(Saved entries)
//! Result types returned by a conversion.

use crate::error::Doc2ImgError;
use crate::pipeline::cleanup::DeferredCleanup;
use serde::{Deserialize, Serialize};
use std::path::{Path, PathBuf};

/// The archive produced by the packager.
#[derive(Debug, Clone, PartialEq, Eq, Serialize, Deserialize)]
pub struct PackagedResult {
    /// Location of the archive inside the workspace.
    pub path: PathBuf,
    /// Public file name, `<stem>_images.zip`.
    pub filename: String,
    /// Entry names in archive (= page) order.
    pub entries: Vec<String>,
    /// Archive size on disk.
    pub size_bytes: u64,
}

impl PackagedResult {
    pub fn page_count(&self) -> usize {
        self.entries.len()
    }
}

/// Timing and size figures for one conversion.
#[derive(Debug, Clone, Default, PartialEq, Eq, Serialize, Deserialize)]
pub struct ConversionStats {
    /// Number of page images in the archive.
    pub page_count: usize,
    /// Wall-clock time of stage 1 (office suite), including discovery.
    pub intermediate_duration_ms: u64,
    /// Wall-clock time of stage 2 (rasteriser), including collection.
    pub rasterize_duration_ms: u64,
    /// Time spent writing the archive.
    pub package_duration_ms: u64,
    /// End-to-end time, workspace creation to archive.
    pub total_duration_ms: u64,
    /// Archive size on disk.
    pub archive_bytes: u64,
}

/// A finished conversion whose workspace is still alive.
///
/// The archive lives inside the request workspace; the workspace is removed
/// when [`ConvertedArchive::finish`] is called or the value is dropped, so
/// read or stream the archive before letting go of it.
#[derive(Debug)]
pub struct ConvertedArchive {
    pub packaged: PackagedResult,
    pub stats: ConversionStats,
    cleanup: DeferredCleanup,
}

impl ConvertedArchive {
    pub(crate) fn new(packaged: PackagedResult, stats: ConversionStats, cleanup: DeferredCleanup) -> Self {
        Self {
            packaged,
            stats,
            cleanup,
        }
    }

    /// Path of the archive on disk.
    pub fn path(&self) -> &Path {
        &self.packaged.path
    }

    /// File name to present to the caller.
    pub fn filename(&self) -> &str {
        &self.packaged.filename
    }

    /// Root directory of the owning workspace.
    pub fn workspace_root(&self) -> &Path {
        self.cleanup.workspace().root()
    }

    /// Read the whole archive into memory.
    pub fn read_bytes(&self) -> Result<Vec<u8>, Doc2ImgError> {
        std::fs::read(&self.packaged.path).map_err(|e| Doc2ImgError::Resource {
            path: self.packaged.path.clone(),
            source: e,
        })
    }

    /// Split into the result metadata and the cleanup hook, e.g. to keep the
    /// hook alive inside a streaming response body.
    pub fn into_parts(self) -> (PackagedResult, ConversionStats, DeferredCleanup) {
        (self.packaged, self.stats, self.cleanup)
    }

    /// Delivery is done: remove the workspace now.
    pub fn finish(self) -> Result<(), Doc2ImgError> {
        self.cleanup.complete()
    }
}

/// Public archive name for an upload: `<stem>_images.zip`.
pub fn archive_name(upload_path: &Path) -> String {
    let stem = upload_path
        .file_stem()
        .map(|s| s.to_string_lossy().into_owned())
        .filter(|s| !s.is_empty())
        .unwrap_or_else(|| "document".to_string());
    format!("{stem}_images.zip")
}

* **WHAT YOU NEED TO DO**
When a line contains the string "PackagedResult", copy it from the records.

* **YOUR RESPONSE**
pub struct PackagedResult {
impl PackagedResult {
    pub packaged: PackagedResult,
    pub(crate) fn new(packaged: PackagedResult, stats: ConversionStats, cleanup: DeferredCleanup) -> Self {
    pub fn into_parts(self) -> (PackagedResult, ConversionStats, DeferredCleanup) {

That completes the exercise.